Top of Data to process

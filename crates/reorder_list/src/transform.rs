//! Position transform engine
//!
//! Pure functions deciding where each cell sits while a drag is in
//! progress. Everything here works in content coordinates along the list
//! axis; the engine converts to and from viewport coordinates.

/// How a cell is displaced relative to its natural slot
#[derive(Debug, Clone, Copy, PartialEq, Eq, Default)]
pub enum CellShift {
    /// At its natural position
    #[default]
    Rest,
    /// The lifted cell itself; rendered invisible in place
    Active,
    /// Moved toward the start by one active-cell size
    Backward,
    /// Moved toward the end by one active-cell size
    Forward,
}

impl CellShift {
    /// Translation along the axis for a lifted cell of `active_size`
    pub fn translation(&self, active_size: f32) -> f32 {
        match self {
            CellShift::Rest | CellShift::Active => 0.0,
            CellShift::Backward => -active_size,
            CellShift::Forward => active_size,
        }
    }
}

/// Classify the cell at `cell` for a drag of `active` hovering over `spacer`
///
/// Cells between the two close the gap left by the lifted cell: the
/// spacer's own cell moves, the active cell never does.
pub fn classify(active: usize, spacer: usize, cell: usize) -> CellShift {
    if cell == active {
        CellShift::Active
    } else if active < cell && cell <= spacer {
        CellShift::Backward
    } else if spacer <= cell && cell < active {
        CellShift::Forward
    } else {
        CellShift::Rest
    }
}

/// A measured cell's natural slot along the axis
#[derive(Debug, Clone, Copy, PartialEq)]
pub struct Slot {
    pub index: usize,
    pub offset: f32,
    pub size: f32,
}

impl Slot {
    pub fn end(&self) -> f32 {
        self.offset + self.size
    }

    pub fn contains(&self, position: f32) -> bool {
        position >= self.offset && position < self.end()
    }
}

/// Index of the slot the hover midpoint `mid` is over
///
/// `slots` must be sorted by index and hold only measured cells. A
/// midpoint before the first row maps to 0, past the last row to
/// `count - 1`. Over an unmeasured gap, including rows outside the mounted
/// window, the `previous` spacer is kept.
pub fn spacer_index_for(mid: f32, slots: &[Slot], count: usize, previous: usize) -> usize {
    let (Some(first), Some(last)) = (slots.first(), slots.last()) else {
        return previous;
    };
    if mid < first.offset {
        return if first.index == 0 { 0 } else { previous };
    }
    if mid >= last.end() {
        return if last.index + 1 >= count {
            count.saturating_sub(1)
        } else {
            previous
        };
    }
    slots
        .iter()
        .find(|slot| slot.contains(mid))
        .map_or(previous, |slot| slot.index)
}

/// Content offset where the lifted cell would land if dropped at `spacer`
///
/// Moving toward the start the lifted cell takes the spacer cell's leading
/// edge. Moving toward the end it ends flush with the spacer cell's
/// trailing edge, which has shifted back by `active_size`.
pub fn placeholder_offset(active: usize, spacer: &Slot, active_size: f32) -> f32 {
    if spacer.index <= active {
        spacer.offset
    } else {
        spacer.end() - active_size
    }
}
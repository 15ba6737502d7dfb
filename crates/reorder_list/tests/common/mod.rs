//! Shared test host for the integration tests

#![allow(dead_code)]

use std::collections::HashMap;
use std::sync::{Arc, Mutex};

use reorder_list::{
    CellKey, CellRect, GestureState, ListHost, MeasureError, MeasureReply, MeasureTicket,
    PointerSample, ReorderConfig, ReorderList, Row, Section,
};

pub const DT: f32 = 1.0 / 60.0;
pub const ROW: f32 = 50.0;

pub type Item = &'static str;
pub type TestList = ReorderList<Item, Item, MockHost>;

/// A list view laying out fixed-size rows top to bottom
///
/// While a cell is lifted, later rows close up over its space unless
/// `lifted_in_place` is set.
#[derive(Debug, Default)]
pub struct MockHost {
    order: Vec<String>,
    sizes: HashMap<String, f32>,
    lifted: Option<String>,
    /// Keep the lifted cell's space, hiding it in place
    pub lifted_in_place: bool,
    failures: HashMap<String, usize>,
    /// Answer measurements on a later frame
    pub deferred: bool,
    pending: Vec<(MeasureReply, Option<CellRect>)>,
    pub measure_calls: Vec<String>,
    pub scroll_requests: Vec<f32>,
    /// Scroll requests not yet delivered back as scroll events
    pub outstanding: usize,
    /// A scroll request was issued while another was outstanding
    pub overlapping_requests: usize,
}

impl MockHost {
    pub fn new(order: &[&str]) -> Self {
        let mut host = Self::default();
        host.set_order(order);
        host
    }

    pub fn set_order(&mut self, order: &[&str]) {
        self.order = order.iter().map(|k| k.to_string()).collect();
    }

    pub fn set_size(&mut self, key: &str, size: f32) {
        self.sizes.insert(key.to_string(), size);
    }

    /// Fail the next `times` measurements of `key`
    pub fn fail_times(&mut self, key: &str, times: usize) {
        self.failures.insert(key.to_string(), times);
    }

    pub fn lifted(&self) -> Option<&str> {
        self.lifted.as_deref()
    }

    fn size_of(&self, key: &str) -> f32 {
        self.sizes.get(key).copied().unwrap_or(ROW)
    }

    pub fn content_size(&self) -> f32 {
        self.order.iter().map(|k| self.size_of(k)).sum()
    }

    /// Layout rect of `key` as the view currently reports it
    pub fn rect_for(&self, key: &str) -> Option<CellRect> {
        let mut offset = 0.0;
        for k in &self.order {
            let size = self.size_of(k);
            if k == key {
                return Some(CellRect::new(0.0, offset, 320.0, size));
            }
            if self.lifted_in_place || self.lifted.as_deref() != Some(k.as_str()) {
                offset += size;
            }
        }
        None
    }

    /// Resolve every deferred measurement
    pub fn answer_pending(&mut self) {
        for (reply, rect) in self.pending.drain(..) {
            reply.send(rect.ok_or(MeasureError::ContainerUnavailable));
        }
    }

    /// Fail every deferred measurement
    pub fn fail_pending(&mut self) {
        for (reply, _) in self.pending.drain(..) {
            reply.send(Err(MeasureError::Failed("view detached".into())));
        }
    }

    pub fn pending_count(&self) -> usize {
        self.pending.len()
    }
}

impl ListHost for MockHost {
    type Hover = String;

    fn measure_cell(&mut self, key: &CellKey) -> MeasureTicket {
        self.measure_calls.push(key.to_string());
        if let Some(left) = self.failures.get_mut(key.as_str()) {
            if *left > 0 {
                *left -= 1;
                return MeasureTicket::failed(MeasureError::ContainerUnavailable);
            }
        }
        let rect = self.rect_for(key.as_str());
        if self.deferred {
            let (reply, ticket) = MeasureTicket::pending();
            self.pending.push((reply, rect));
            return ticket;
        }
        match rect {
            Some(rect) => MeasureTicket::ready(Ok(rect)),
            None => MeasureTicket::failed(MeasureError::NotMounted(key.to_string())),
        }
    }

    fn scroll_to_offset(&mut self, offset: f32) {
        if self.outstanding > 0 {
            self.overlapping_requests += 1;
        }
        self.outstanding += 1;
        self.scroll_requests.push(offset);
    }

    fn lift_cell(&mut self, key: Option<&CellKey>) {
        self.lifted = key.map(|k| k.to_string());
    }

    fn collapses_lifted_cell(&self) -> bool {
        !self.lifted_in_place
    }
}

/// Callback observations shared with the test body
#[derive(Debug, Default)]
pub struct Recorded {
    pub drag_begins: Vec<usize>,
    pub releases: Vec<usize>,
    pub drag_ends: Vec<(usize, usize)>,
    pub placeholder_indices: Vec<usize>,
    pub scroll_offsets: Vec<f32>,
    pub final_order: Vec<Item>,
    pub moves: usize,
}

pub fn key_of(row: &Row<Item, Item>, _index: usize) -> CellKey {
    match row {
        Row::Header(h) => CellKey::from(format!("h:{h}")),
        Row::Item(item) => CellKey::from(*item),
    }
}

pub fn items(rows: &[Row<Item, Item>]) -> Vec<Item> {
    rows.iter().filter_map(Row::as_item).copied().collect()
}

/// One section `list` holding `data`, with every row mounted and measured
pub fn mounted_list(
    data: &[Item],
    container: f32,
    config: ReorderConfig,
) -> (TestList, Arc<Mutex<Recorded>>) {
    let recorded = Arc::new(Mutex::new(Recorded::default()));

    let mut order = vec!["h:list"];
    order.extend_from_slice(data);
    let host = MockHost::new(&order);
    let content = host.content_size();

    let r = recorded.clone();
    let begin = move |i| r.lock().unwrap().drag_begins.push(i);
    let r = recorded.clone();
    let release = move |i| r.lock().unwrap().releases.push(i);
    let r = recorded.clone();
    let end = move |params: reorder_list::DragEndParams<Item, Item>| {
        let mut rec = r.lock().unwrap();
        rec.drag_ends.push((params.from, params.to));
        rec.final_order = items(&params.data);
        params.completion.resolve();
    };
    let r = recorded.clone();
    let placeholder = move |i| r.lock().unwrap().placeholder_indices.push(i);
    let r = recorded.clone();
    let scroll = move |offset| r.lock().unwrap().scroll_offsets.push(offset);
    let r = recorded.clone();
    let moved = move |_: &PointerSample| r.lock().unwrap().moves += 1;

    let mut list = ReorderList::builder(host)
        .config(config)
        .key_extractor(key_of)
        .sections(vec![Section::new("list", data.to_vec())])
        .on_drag_begin(begin)
        .on_release(release)
        .on_drag_end(end)
        .on_placeholder_index_change(placeholder)
        .on_scroll_offset_change(scroll)
        .on_move(moved)
        .build()
        .unwrap();

    list.on_container_layout(320.0, container);
    list.on_content_size_change(320.0, content);
    for key in order {
        list.on_cell_mount(key);
        list.on_cell_layout(key);
    }
    list.tick(DT);
    (list, recorded)
}

pub fn sample(y: f32, state: GestureState) -> PointerSample {
    PointerSample::new(0.0, y, state)
}

/// Lift `key` and activate the pan gesture with the pointer at `y`
pub fn lift(list: &mut TestList, key: &str, y: f32) -> Option<usize> {
    let index = list.start_drag(key, format!("hover:{key}"))?;
    list.on_gesture_state(sample(y, GestureState::Began));
    list.on_gesture_state(sample(y, GestureState::Active));
    Some(index)
}

pub fn move_to(list: &mut TestList, y: f32) {
    list.on_gesture_move(sample(y, GestureState::Active));
    list.tick(DT);
}

pub fn release(list: &mut TestList, y: f32) {
    list.on_gesture_state(sample(y, GestureState::End));
}

/// Tick until the drag returns to idle; returns the number of frames
pub fn run_until_idle(list: &mut TestList) -> usize {
    for frame in 1..=1200 {
        list.tick(DT);
        if !list.is_hovering() {
            return frame;
        }
    }
    panic!("drag never returned to idle");
}

/// Report the most recent scroll request back as reached, clamped to `max`
pub fn deliver_scroll(list: &mut TestList, max: f32) -> Option<f32> {
    let target = *list.host().scroll_requests.last()?;
    let reached = target.min(max);
    list.host_mut().outstanding = 0;
    list.on_scroll(0.0, reached);
    Some(reached)
}
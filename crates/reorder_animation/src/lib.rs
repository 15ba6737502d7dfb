//! Reorder Animation
//!
//! Spring physics for the drag-and-reorder engine.
//!
//! # Features
//!
//! - **Closed-form springs**: exact damped-oscillator steps for under-,
//!   critically, and overdamped configurations
//! - **Clocks**: springs advance only while started, and restart from a
//!   stopped, reseeded state
//! - **Scheduler**: slotmap-backed storage that ticks every running spring

pub mod scheduler;
pub mod spring;

pub use scheduler::{SpringId, SpringScheduler};
pub use spring::{Spring, SpringConfig, SpringState};
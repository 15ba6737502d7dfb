//! The reorderable list engine
//!
//! [`ReorderList`] owns the flattened data, the cell measurement store,
//! the drag session, autoscroll and settle animation. The host forwards
//! layout, scroll and gesture notifications and calls [`ReorderList::tick`]
//! once per display frame; everything that depends on time or on an
//! asynchronous answer advances there.
//!
//! # Frame order
//!
//! 1. Deferred tasks queued before this frame run (measurements)
//! 2. Resolved measurement replies are applied
//! 3. Stale autoscroll requests are abandoned
//! 4. Spacer, placeholder and cell shifts follow the hover element
//! 5. Cell springs advance
//! 6. The settle spring advances; coming to rest commits the drop
//! 7. A pending commit completion is polled

use reorder_animation::{Spring, SpringScheduler};
use reorder_core::events::drag_events::GESTURE_RELEASE;
use reorder_core::{
    keys_changed, Axis, CellKey, FlatSequence, GestureState, KeyRegistry, PointerSample,
    ReorderError, Result, Row, Section, TaskQueue,
};

use crate::autoscroll::{AutoscrollController, EdgeParams};
use crate::callbacks::{CommitWait, DragCompletion, DragEndParams, ReorderCallbacks};
use crate::config::ReorderConfig;
use crate::host::{ListHost, MeasureResult};
use crate::measure::{compensated_offset, CellGeometry, CellStore};
use crate::session::{DragPhase, DragSession};
use crate::settle::SettleAnimator;
use crate::transform::{classify, placeholder_offset, spacer_index_for, CellShift, Slot};

/// Derives a cell key from a row and its flattened index
pub type KeyExtractor<K, T> = Box<dyn Fn(&Row<K, T>, usize) -> CellKey + Send>;
//! Host integration
//!
//! The engine never touches views. The embedding list (a native scroll
//! view, an immediate-mode UI, a test double) implements [`ListHost`] to
//! answer measurement requests and perform scrolls, and forwards its
//! layout, scroll and gesture notifications to the engine.

use reorder_core::{Axis, CellKey, MeasureError};
use tokio::sync::oneshot::{self, error::TryRecvError};

/// A cell's layout rectangle relative to the list container
#[derive(Debug, Clone, Copy, PartialEq, Default)]
pub struct CellRect {
    pub x: f32,
    pub y: f32,
    pub width: f32,
    pub height: f32,
}

impl CellRect {
    pub const fn new(x: f32, y: f32, width: f32, height: f32) -> Self {
        Self {
            x,
            y,
            width,
            height,
        }
    }

    /// Leading edge along `axis`
    pub fn offset(&self, axis: Axis) -> f32 {
        axis.pick(self.x, self.y)
    }

    /// Extent along `axis`
    pub fn size(&self, axis: Axis) -> f32 {
        axis.pick(self.width, self.height)
    }
}

/// Outcome of one measurement
pub type MeasureResult = std::result::Result<CellRect, MeasureError>;

/// Handle to a measurement that resolves now or on a later frame
#[derive(Debug)]
pub struct MeasureTicket {
    rx: oneshot::Receiver<MeasureResult>,
}

/// Sending half of a pending [`MeasureTicket`]
#[derive(Debug)]
pub struct MeasureReply {
    tx: oneshot::Sender<MeasureResult>,
}

impl MeasureTicket {
    /// A ticket whose result is already known
    pub fn ready(result: MeasureResult) -> Self {
        let (reply, ticket) = Self::pending();
        reply.send(result);
        ticket
    }

    /// A ticket answered later through the returned [`MeasureReply`]
    pub fn pending() -> (MeasureReply, Self) {
        let (tx, rx) = oneshot::channel();
        (MeasureReply { tx }, Self { rx })
    }

    /// Shorthand for a ticket that already failed
    pub fn failed(error: MeasureError) -> Self {
        Self::ready(Err(error))
    }

    /// Poll without blocking
    ///
    /// A reply dropped without an answer resolves as [`MeasureError::Dropped`].
    pub(crate) fn poll(&mut self) -> Option<MeasureResult> {
        match self.rx.try_recv() {
            Ok(result) => Some(result),
            Err(TryRecvError::Empty) => None,
            Err(TryRecvError::Closed) => Some(Err(MeasureError::Dropped)),
        }
    }
}

impl MeasureReply {
    /// Answer the ticket. A ticket that was already discarded is ignored.
    pub fn send(self, result: MeasureResult) {
        let _ = self.tx.send(result);
    }
}

/// The view layer a [`ReorderList`](crate::ReorderList) drives
pub trait ListHost {
    /// Opaque hover element rendered in place of the lifted cell
    type Hover;

    /// Measure `key`'s rectangle relative to the list container
    ///
    /// While a cell is lifted and [`collapses_lifted_cell`] is true,
    /// rectangles of the cells after it are reported with the lifted cell's
    /// space removed.
    ///
    /// [`collapses_lifted_cell`]: ListHost::collapses_lifted_cell
    fn measure_cell(&mut self, key: &CellKey) -> MeasureTicket;

    /// Scroll the list to `offset` along its axis, without animation
    fn scroll_to_offset(&mut self, offset: f32);

    /// The cell the hover element stands in for changed
    fn lift_cell(&mut self, _key: Option<&CellKey>) {}

    /// Whether the view closes up the lifted cell's space
    ///
    /// The default keeps the lifted cell invisible in place, so layout
    /// rectangles never change while dragging.
    fn collapses_lifted_cell(&self) -> bool {
        false
    }
}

Bottom of Data to process

Instructions for the task: Count the lines in the records above that contain the word "filename", and report only that number.

Exercise output: 3